### Task brief
Beginning with the line that contains "facade; this module", transcribe every line through the end of the entries exactly as written, and reproduce nothing else.

Dataset entries
//! Logging setup for framegate hosts.
//!
//! Everything in the workspace logs through the `log` facade; this module
//! owns the one place a binary wires that facade to `env_logger`.

mod init;

pub use init::init_logging;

### Output for this task
//! Everything in the workspace logs through the `log` facade; this module
//! owns the one place a binary wires that facade to `env_logger`.

mod init;

pub use init::init_logging;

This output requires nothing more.